One of the training camps is located in jungles of Kelardasht, in which jungle warfare is trained during spring. The winter training camp is in Emamzadeh Hashem, in which there is a ski resort dedicated to the brigade, used for training snow warfare. The summer camp is located at Karaj Dam. Another camp is located in the desert of Qom, in which desert warfare is trained.
The Hostage Rescue Unit, also known as Unit-110, is one of the units of the brigade, which has its own base in Mehrabad International Airport. According to the brigade commander Khosravi, the hostage rescue forces of the brigade are "our most elite forces". This unit cooperates with security organizations.

==Equipment and insignia==
They are recognizable due to their use of safariflage DPM pattern camouflage. They wear a tactical vest and a green beret. The patch of the 65th is a dagger and golden wing superimposed over a green parachute with an Achaemenid-style shield on its background and is located on the left shoulder. The MPT-9S (Iranian-built collapsible stock variant of MP5) is their standard weapon, replacing the older Uzi. As of recent exercises, the standard of individual equipment has been greatly upgraded, with modern, MOLLE-type plate carriers and FAST-type helmets as well as modern small arms optics becoming increasingly common.
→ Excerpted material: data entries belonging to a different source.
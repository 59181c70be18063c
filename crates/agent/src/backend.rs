//! The language backend as the pipeline sees it: one-shot generation plus
//! a stateful chat handle with a single tool round-trip per turn.

use std::sync::Arc;
use arise_core::error::ProviderError;
use arise_core::message::{Conversation, ConversationId, Message};
use arise_core::provider::{BackendReply, Provider, ProviderRequest, ToolDefinition};
use arise_core::tool::{ToolCall, ToolResult};
use tracing::debug;

/// A provider bound to a model and sampling settings.
#[derive(Clone)]
pub struct Backend {
    provider: Arc<dyn Provider>,
    model: String,
    temperature: f32,
    max_tokens: Option<u32>,
}

impl Backend {
    pub fn new(provider: Arc<dyn Provider>, model: impl Into<String>) -> Self {
        Self {
            provider,
            model: model.into(),
            temperature: 0.7,
            max_tokens: None,
        }
    }

    pub fn with_temperature(mut self, temperature: f32) -> Self {
        self.temperature = temperature;
        self
    }

    pub fn with_max_tokens(mut self, max: u32) -> Self {
        self.max_tokens = Some(max);
        self
    }

    pub fn model(&self) -> &str {
        &self.model
    }

    pub fn provider_name(&self) -> &str {
        self.provider.name()
    }

    fn request(&self, messages: Vec<Message>, tools: Vec<ToolDefinition>) -> ProviderRequest {
        ProviderRequest {
            model: self.model.clone(),
            messages,
            temperature: self.temperature,
            max_tokens: self.max_tokens,
            tools,
        }
    }

    /// Stateless generation: no history, no tools.
    pub async fn generate(&self, prompt: &str) -> Result<String, ProviderError> {
        let response = self
            .provider
            .complete(self.request(vec![Message::user(prompt)], vec![]))
            .await?;
        match response.reply()? {
            BackendReply::Text(text) => Ok(text),
            BackendReply::Call(call) => Err(ProviderError::MalformedResponse(format!(
                "unexpected tool call '{}' in tool-less request",
                call.name
            ))),
        }
    }

    /// Open a fresh conversation with empty history.
    pub fn start_chat(&self, tools: Vec<ToolDefinition>) -> ChatHandle {
        ChatHandle {
            backend: self.clone(),
            tools,
            history: Conversation::new(),
            pending: Vec::new(),
        }
    }
}

/// A live backend conversation.
///
/// Messages of the turn in progress are staged and only committed to the
/// history once the turn produces its final text. A failed or abandoned
/// turn leaves the history exactly as it was.
pub struct ChatHandle {
    backend: Backend,
    tools: Vec<ToolDefinition>,
    history: Conversation,
    pending: Vec<Message>,
}

impl ChatHandle {
    pub fn id(&self) -> &ConversationId {
        &self.history.id
    }

    /// Committed messages, oldest first.
    pub fn history(&self) -> &[Message] {
        &self.history.messages
    }

    fn staged_request(&self) -> ProviderRequest {
        let messages = self
            .history
            .messages
            .iter()
            .chain(self.pending.iter())
            .cloned()
            .collect();
        self.backend.request(messages, self.tools.clone())
    }

    fn commit(&mut self) {
        self.history.extend(self.pending.drain(..));
    }

    /// Drop the staged messages of an unfinished turn.
    pub fn abandon_turn(&mut self) {
        if !self.pending.is_empty() {
            debug!(conversation_id = %self.history.id, staged = self.pending.len(), "Abandoning turn");
        }
        self.pending.clear();
    }

    /// Send a user prompt as a new turn.
    ///
    /// On `Text` the turn is complete. On `Call` the turn stays open until
    /// [`submit_tool_result`](Self::submit_tool_result) or
    /// [`abandon_turn`](Self::abandon_turn).
    pub async fn send_turn(&mut self, prompt: &str) -> Result<BackendReply, ProviderError> {
        self.pending.clear();
        self.pending.push(Message::user(prompt));

        let response = match self.backend.provider.complete(self.staged_request()).await {
            Ok(r) => r,
            Err(e) => {
                self.abandon_turn();
                return Err(e);
            }
        };

        let reply = match response.reply() {
            Ok(r) => r,
            Err(e) => {
                self.abandon_turn();
                return Err(e);
            }
        };

        match &reply {
            BackendReply::Text(_) => {
                self.pending.push(response.message);
                self.commit();
            }
            BackendReply::Call(call) => {
                // Keep only the call being answered; one round-trip per turn.
                let mut message = response.message;
                message.tool_calls.retain(|tc| tc.id == call.id);
                self.pending.push(message);
            }
        }

        Ok(reply)
    }

    /// Answer the open tool call and take the follow-up as the turn's text.
    pub async fn submit_tool_result(
        &mut self,
        call: &ToolCall,
        result: &ToolResult,
    ) -> Result<String, ProviderError> {
        if self.pending.is_empty() {
            return Err(ProviderError::MalformedResponse(format!(
                "no open turn for tool result '{}'",
                call.name
            )));
        }
        self.pending
            .push(Message::tool_result(&call.id, &call.name, &result.output));

        let outcome = self.backend.provider.complete(self.staged_request()).await;
        let mut response = match outcome {
            Ok(r) => r,
            Err(e) => {
                self.abandon_turn();
                return Err(e);
            }
        };

        if response.message.content.is_empty() && !response.message.tool_calls.is_empty() {
            self.abandon_turn();
            return Err(ProviderError::MalformedResponse(
                "backend requested a nested tool call instead of answering".into(),
            ));
        }

        response.message.tool_calls.clear();
        let text = response.message.content.clone();
        self.pending.push(response.message);
        self.commit();
        Ok(text)
    }
}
The CZ 75 pistol and AK-103 rifle as well as are also in use by the unit. Domestically produced AR-15–style assault rifles have also become common.

==In popular culture==
The Crystal Simorgh-winning movie Kani-Manga (کانی مانگا), directed by Seyfollah Dad in 1987, and the movie Green Lions (شیران سبز) are both inspired by real world operations conducted by the 65th Brigade during the Iran–Iraq War.